Das Schweizer Bundesgericht hat in einem Rechtsstreit um verschollene DDR-Vermögen in den Hauptpunkten im Sinne der deutschen Bundesanstalt für vereinigungsbedingte Sonderaufgaben (BvS) entschieden, berichtet die Schweizer Nachrichtenagentur sda.
Die BvS verlangt von der Bank Julius Bär über 100 Millionen Franken nebst Zins. Die BvS (ehemals Treuhandanstalt Berlin) versucht seit Jahren, Gelder ausfindig zu machen und wiederzubeschaffen, die während der Wende von Parteimitgliedern der SED beiseite geschafft wurden.
In einer Klage machte die BvS geltend, dass die Bank Julius Bär als Nachfolgerin der ehemaligen Bank Cantrade vom Konto einer ostdeutschen Gesellschaft unzulässige Auszahlungen und Überweisungen vorgenommen habe.
Diese Sicht stützt das Bundesgericht in einem am Mittwoch veröffentlichten Urteil. Es hat ein Urteil des Zürcher Obergerichts vom April vergangenen Jahres aufgehoben und zur neuen Entscheidung zurückgewiesen.
Keine Fragen gestellt
Damit geklärt werden konnte, inwiefern das riesige Vermögen der SED dem Staat oder anderen Berechtigten gehört, ergänzte die Volkskammer der DDR per 1. Juni 1990 das Parteigesetz. Das SED-Vermögen wurde somit unter treuhänderische Verwaltung gestellt. Mit der Ergänzung erloschen frühere Verfügungsberechtigungen.
Trotz der historischen politischen Umwälzung in Deutschland und der öffentlichen Diskussion um das Volks- und Parteivermögen in der DDR wurden bei der Bank Cantrade zum Konto der ostdeutschen Gesellschaft keine vertieften Erkundigungen eingeholt, wie aus dem Urteil des Bundesgerichts hervorgeht.
So wurden am 11. Juni 1990 von einer DDR-Bank fast 67 Mio. Deutsche Mark auf das Konto überwiesen. Der zuständige Kundenberater liess sich mit der Erklärung abspeisen, dass es sich bei diesem Geld um die Rückzahlung eines Kredits der Kommunistischen Partei Österreichs (KPÖ) an die DDR handle. Warum die Summe dann an die ostdeutsche Gesellschaft und nicht an die KPÖ überwiesen wurde, fragte damals niemand.

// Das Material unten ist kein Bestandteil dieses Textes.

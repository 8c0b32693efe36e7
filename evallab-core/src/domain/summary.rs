//! Summary: aggregate outcome of one backtest run.

use serde::{Deserialize, Serialize};

use super::money::round_cents;
use super::trade::TradeRecord;

/// End-of-run statistics. Money and percentage fields are rounded to cents.
#[derive(Debug, Clone, PartialEq, Serialize, Deserialize)]
pub struct Summary {
    pub initial_cash: f64,
    pub final_value: f64,
    pub return_percent: f64,
    pub total_trades: usize,
    pub profitable_trades: usize,
    pub losing_trades: usize,
}

impl Summary {
    /// Build the summary from the unrounded final cash and the trade log.
    ///
    /// Trades with zero pnl and BUY entries count toward neither the
    /// profitable nor the losing tally.
    pub fn compute(initial_cash: f64, final_value: f64, trades: &[TradeRecord]) -> Self {
        let return_percent = (final_value - initial_cash) / initial_cash * 100.0;
        Self {
            initial_cash: round_cents(initial_cash),
            final_value: round_cents(final_value),
            return_percent: round_cents(return_percent),
            total_trades: trades.len(),
            profitable_trades: trades.iter().filter(|t| t.is_winner()).count(),
            losing_trades: trades.iter().filter(|t| t.is_loser()).count(),
        }
    }

    /// Summary of a run in which nothing happened.
    pub fn flat(initial_cash: f64) -> Self {
        Self::compute(initial_cash, initial_cash, &[])
    }
}
//! Capture launching and output naming.

pub mod engine;
mod naming;

pub use engine::{
    CaptureLauncher, CaptureSession, CaptureStatus, ExitOutcome, StreamlinkEngine,
};
pub use naming::OutputNamer;
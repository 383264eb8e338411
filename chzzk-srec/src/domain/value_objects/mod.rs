//! Domain value objects.
//!
//! Value objects are immutable objects that represent concepts in the domain
//! and are defined by their attributes rather than identity.

mod backoff_policy;

pub use backoff_policy::{BackoffPolicy, BackoffStrategy};
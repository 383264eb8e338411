//! Channel availability probing.
//!
//! The prober answers one question, "is the channel live right now?", and never
//! mutates anything. Probe failures are transient: the supervisor treats them
//! as "not live, retry later".

mod detector;

pub use detector::{ChzzkProber, LiveProber, LiveStatus, LiveStream};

Wie weiter aus dem Entscheid des Bundesgerichts zu erfahren ist, zahlte die Bank Cantrade am 4. Dezember 1990 fast 20 Mio. Deutsche Mark in bar an die Geschäftsführerin der ostdeutschen Gesellschaft aus. Auch da stellte sich bei der Bank niemand die Frage, wem dieses Geld tatsächlich gehörte.
Das Bundesgericht verwendet für das Verhalten der Bank deutliche Worte: Die Verantwortlichen hätten „elementare Sorgfaltspflichten verletzt, die sich jeder verständigen Person in der gleichen Lage aufdrängen mussten“.
Es handle sich um „offensichtliche Versäumnisse“ und entgegen den Vorbringungen der Bank Julius Bär könne „nicht von einem bloss leichten Verschulden ausgegangen werden“. Das Bundesgericht hat deshalb festgestellt, dass alle Beträge zu ersetzen seien, die seit dem 11. Juni 1990 abgeflossen sind.
Verrechnung unzulässig
Mit der Geschäftsführerin der ostdeutschen Gesellschaft schloss die BvS im Januar 2009 einen Vergleich. Sie musste 106 Mio. Euro, die sie auf einem Konto der Zürcher Kantonalbank hatte, an die BvS überweisen. Im Gegenzug wurden alle weiteren Forderungen gegen sie eingestellt.
Das Zürcher Obergericht entschied, dass mit diesem Vergleich, beziehungsweise mit dieser Zahlung, die Schuld der Bank gegenüber der BvS getilgt sei. Aus diesem Grund verneinte sie einen Anspruch der BvS gegenüber der Bank Julius Bär.
Das sieht das Bundesgericht anders. Der Vergleich sei zwischen der Geschäftsführerin und der BvS geschlossen worden. Die Bank sei darin nicht involviert gewesen. Eine Verrechnung der Ansprüche sei deshalb nicht zulässig.
Jedoch wird das Zürcher Obergericht nochmals prüfen müssen, ob die Forderungen der BvS allenfalls aus anderen Gründen untergegangen sind.